I could not keep my focus. I am always anxious about being in or near a body of water. And when I am, my mind wanders. Maybe it is its coping mechanism. My mind more often than not goes back to the past. Memory assaults me in torrents. How else to deal with this kind of assault but to be still. And so I would stop rowing.
And then my mind rowed into Camaman-an of the 90s where when it rained, my neighborhood was flooded. The teenage boys would cut down some banana tree and build a raft. We, the little boys, would join them on board and play-pretend that we were pirates on a great adventure. During the monsoon afternoons, whether the rain lets up or not, we would be at home lounging in the sala and enjoying a hot bowl of tsamporado.
The traveling mind of course wouldn’t tell you its next destination. I was suddenly underwater. There were hands on my head, back, hands, legs, pulling me down. I went with friends one time to the forests and bathed in the river of Kahulogan. I almost drowned there.

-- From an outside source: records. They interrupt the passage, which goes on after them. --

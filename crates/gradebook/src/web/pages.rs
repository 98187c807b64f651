//! HTML rendering for the three pages.
//!
//! Markup is deliberately plain. All user-supplied text goes through
//! [`escape`].

use std::fmt::Write;

use crate::auth::Notice;
use crate::model::{GradeEntry, Student, StudentOption};

/// Escape text for use in HTML element content and quoted attributes.
#[must_use]
pub fn escape(text: &str) -> String {
    let mut out = String::with_capacity(text.len());
    for c in text.chars() {
        match c {
            '&' => out.push_str("&amp;"),
            '<' => out.push_str("&lt;"),
            '>' => out.push_str("&gt;"),
            '"' => out.push_str("&quot;"),
            '\'' => out.push_str("&#39;"),
            _ => out.push(c),
        }
    }
    out
}

fn layout(title: &str, logged_in: bool, notices: &[Notice], body: &str) -> String {
    let mut html = String::new();
    let _ = write!(
        html,
        "<!DOCTYPE html>\n<html lang=\"en\">\n<head>\n<meta charset=\"utf-8\">\n\
         <title>{title}</title>\n</head>\n<body>\n",
        title = escape(title)
    );
    if logged_in {
        html.push_str(
            "<nav><a href=\"/students\">Students</a> | <a href=\"/grades\">Grades</a> | \
             <a href=\"/logout\">Log out</a></nav>\n",
        );
    }
    for notice in notices {
        let _ = writeln!(
            html,
            "<div class=\"notice notice-{}\">{}</div>",
            notice.level,
            escape(&notice.message)
        );
    }
    html.push_str(body);
    html.push_str("</body>\n</html>\n");
    html
}

/// The login form.
#[must_use]
pub fn login_page(notices: &[Notice]) -> String {
    let body = "<h1>Teacher Login</h1>\n\
        <form method=\"post\" action=\"/\">\n\
        <label>Username <input name=\"username\" required></label>\n\
        <label>Password <input type=\"password\" name=\"password\" required></label>\n\
        <button type=\"submit\">Log in</button>\n\
        </form>\n";
    layout("Teacher Login", false, notices, body)
}

/// The student registration form and the list of registered students.
#[must_use]
pub fn students_page(notices: &[Notice], students: &[Student]) -> String {
    let mut body = String::from(
        "<h1>Register Student</h1>\n\
         <form method=\"post\" action=\"/students\">\n\
         <label>Name <input name=\"name\" required></label>\n\
         <label>Registration number <input name=\"registration_number\" required></label>\n\
         <label>Email <input type=\"email\" name=\"email\"></label>\n\
         <button type=\"submit\">Register</button>\n\
         </form>\n\
         <h2>Registered Students</h2>\n",
    );

    if students.is_empty() {
        body.push_str("<p>No students registered yet.</p>\n");
    } else {
        body.push_str(
            "<table>\n<tr><th>ID</th><th>Name</th><th>Registration number</th><th>Email</th></tr>\n",
        );
        for student in students {
            let _ = writeln!(
                body,
                "<tr><td>{}</td><td>{}</td><td>{}</td><td>{}</td></tr>",
                student.id,
                escape(&student.name),
                escape(&student.registration_number),
                escape(student.email.as_deref().unwrap_or("")),
            );
        }
        body.push_str("</table>\n");
    }

    layout("Students", true, notices, &body)
}

/// The grade entry form and the list of recorded grades.
#[must_use]
pub fn grades_page(notices: &[Notice], grades: &[GradeEntry], students: &[StudentOption]) -> String {
    let mut body = String::from(
        "<h1>Record Grade</h1>\n<form method=\"post\" action=\"/grades\">\n\
         <label>Student <select name=\"student_id\" required>\n\
         <option value=\"\">Select a student</option>\n",
    );
    for student in students {
        let _ = writeln!(
            body,
            "<option value=\"{}\">{} ({})</option>",
            student.id,
            escape(&student.name),
            escape(&student.registration_number),
        );
    }
    body.push_str(
        "</select></label>\n\
         <label>Subject <input name=\"subject\" required></label>\n\
         <label>Score <input name=\"score\" required></label>\n\
         <button type=\"submit\">Record</button>\n\
         </form>\n\
         <h2>Recorded Grades</h2>\n",
    );

    if grades.is_empty() {
        body.push_str("<p>No grades recorded yet.</p>\n");
    } else {
        body.push_str("<table>\n<tr><th>ID</th><th>Student</th><th>Subject</th><th>Score</th></tr>\n");
        for grade in grades {
            let _ = writeln!(
                body,
                "<tr><td>{}</td><td>{}</td><td>{}</td><td>{}</td></tr>",
                grade.id,
                escape(&grade.student_name),
                escape(&grade.subject),
                grade.score,
            );
        }
        body.push_str("</table>\n");
    }

    layout("Grades", true, notices, &body)
}
//! HTTP surface.
//!
//! The router wires the login, logout, student and grade pages to their
//! handlers. Shared state is a single [`RecordService`] behind a mutex and the
//! [`AccessGuard`] holding every client's session. Record operations block on
//! `SQLite`, so they run on the blocking thread pool via
//! [`AppState::with_records`].

pub mod handlers;
pub mod pages;
pub mod session;

use std::future::Future;
use std::sync::{Arc, Mutex, PoisonError};

use axum::routing::get;
use axum::Router;
use tokio::net::TcpListener;
use tokio::signal;
use tower_http::trace::TraceLayer;
use tracing::{info, warn};

use crate::auth::AccessGuard;
use crate::config::Config;
use crate::error::{Error, Result};
use crate::records::RecordService;
use crate::storage::Storage;

/// State shared by all handlers.
#[derive(Debug, Clone)]
pub struct AppState {
    /// The record operations over the open database.
    pub records: Arc<Mutex<RecordService>>,
    /// Login checks and sessions.
    pub guard: AccessGuard,
    /// Name of the session cookie.
    pub cookie_name: Arc<str>,
}

impl AppState {
    /// Bundle the pieces into shareable state.
    #[must_use]
    pub fn new(records: RecordService, guard: AccessGuard, cookie_name: &str) -> Self {
        Self {
            records: Arc::new(Mutex::new(records)),
            guard,
            cookie_name: Arc::from(cookie_name),
        }
    }

    /// Run `op` against the record service on the blocking thread pool.
    ///
    /// Calls are serialized by the mutex, so a check-then-insert inside `op`
    /// cannot interleave with another request.
    ///
    /// # Errors
    ///
    /// Returns [`Error::Internal`] if the task panicked or was cancelled.
    pub async fn with_records<T, F>(&self, op: F) -> Result<T>
    where
        F: FnOnce(&RecordService) -> T + Send + 'static,
        T: Send + 'static,
    {
        let records = Arc::clone(&self.records);
        tokio::task::spawn_blocking(move || {
            let records = records.lock().unwrap_or_else(PoisonError::into_inner);
            op(&records)
        })
        .await
        .map_err(|err| Error::internal(format!("record task failed: {err}")))
    }

    /// Open the configured database and build state from `config`.
    ///
    /// # Errors
    ///
    /// Returns an error if the database cannot be opened or initialized.
    pub fn from_config(config: &Config) -> Result<Self> {
        let storage = Storage::open(config.database_path())?;
        Ok(Self::new(
            RecordService::new(storage),
            AccessGuard::new(config.credentials()),
            &config.server.session_cookie,
        ))
    }
}

/// Build the application router.
pub fn router(state: AppState) -> Router {
    Router::new()
        .route("/", get(handlers::login_page).post(handlers::login_submit))
        .route("/logout", get(handlers::logout))
        .route(
            "/students",
            get(handlers::students_page).post(handlers::register_student),
        )
        .route(
            "/grades",
            get(handlers::grades_page).post(handlers::record_grade),
        )
        .route("/health", get(handlers::health))
        .layer(TraceLayer::new_for_http())
        .with_state(state)
}

/// Serve the application on `listener` until `shutdown` resolves.
///
/// # Errors
///
/// Returns an error if the server stops because of an I/O failure.
pub async fn serve(
    listener: TcpListener,
    state: AppState,
    shutdown: impl Future<Output = ()> + Send + 'static,
) -> std::result::Result<(), std::io::Error> {
    axum::serve(listener, router(state))
        .with_graceful_shutdown(shutdown)
        .await
}

/// Open the database, bind the configured address, and serve until Ctrl+C or SIGTERM.
///
/// # Errors
///
/// Returns an error if the database cannot be opened, the address cannot be
/// bound, or the server fails.
pub async fn run(config: &Config) -> Result<()> {
    let state = AppState::from_config(config)?;
    let address = config.bind_address()?;

    let listener = TcpListener::bind(address)
        .await
        .map_err(|err| Error::server(format!("failed to bind {address}: {err}")))?;
    info!("Server running on http://{}", address);

    serve(listener, state, shutdown_signal())
        .await
        .map_err(|err| Error::server(err.to_string()))?;

    info!("Server shut down");
    Ok(())
}

/// Resolve on Ctrl+C or, on Unix, SIGTERM.
pub async fn shutdown_signal() {
    let ctrl_c = async {
        match signal::ctrl_c().await {
            Ok(()) => info!("Received Ctrl+C, shutting down"),
            Err(err) => {
                warn!("Failed to install Ctrl+C handler: {}", err);
                std::future::pending::<()>().await;
            }
        }
    };

    #[cfg(unix)]
    let terminate = async {
        match signal::unix::signal(signal::unix::SignalKind::terminate()) {
            Ok(mut stream) => {
                stream.recv().await;
                info!("Received terminate signal, shutting down");
            }
            Err(err) => {
                warn!("Failed to install signal handler: {}", err);
                std::future::pending::<()>().await;
            }
        }
    };

    #[cfg(not(unix))]
    let terminate = std::future::pending::<()>();

    tokio::select! {
        () = ctrl_c => {},
        () = terminate => {},
    }
}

I never learned how to swim. My parents didn’t pass on this skill to me. I am not afraid of the river or the sea per se but I am afraid of drowning in it. I had a taste of how it feels like. By this time Ping’s annoyance was surfacing out. She started to comment on my lousy paddling. She was of course unaware that I was gone and that she was speaking to a boy who had to settle on a riverrock traumatized by a near-death experience. I fell quiet.
My mind snapped back to Silot Bay when Ping’s voice became insistent. Propelled by shame that I was being a cheat, I paddled as hard as could.
I proposed that we circle that sprawling mangrove tree under the zipline cables of Papa Kits. As we rowed to that spot, my mind slowly slid back to the past. This time, I was in the sala of my Auntie Angga. My cousins and I were watching Waterworld. I remember how I felt after watching that movie. My 1996 and 2016 minds met. As I looked into the distance, scanning the bay, my 2016 mind entertained again the very same fear Hollywood had. I thought that if it ever happened, in that very moment, or anytime soon, I wouldn’t survive for even a good two minutes. I am no Kevin Costner.
Tessa and Otep, JM and Thor caught up with us. And the mind returned when our two-seater open canoe ran aground a sandbar. I had to get off the canoe and push it off to a rowable part of the bay. Then we started rowing back.
And then my first memory of the sea took over. I was on the shore of Macajalar Bay. I watched my father turn into a dot as he swam farther away from me while the sea was tentatively licking my feet. And just like in other times, this memory revealed nothing more of that scene.
When we docked at the canoe station, I did not have the chance to defend my paddling and tell Ping and the rest of our colleagues that my muscles were sore because I was canoeing in two bays.
* Denver Ejem Torres is a people manager at QBE GSSC, an Australian Insurance Company.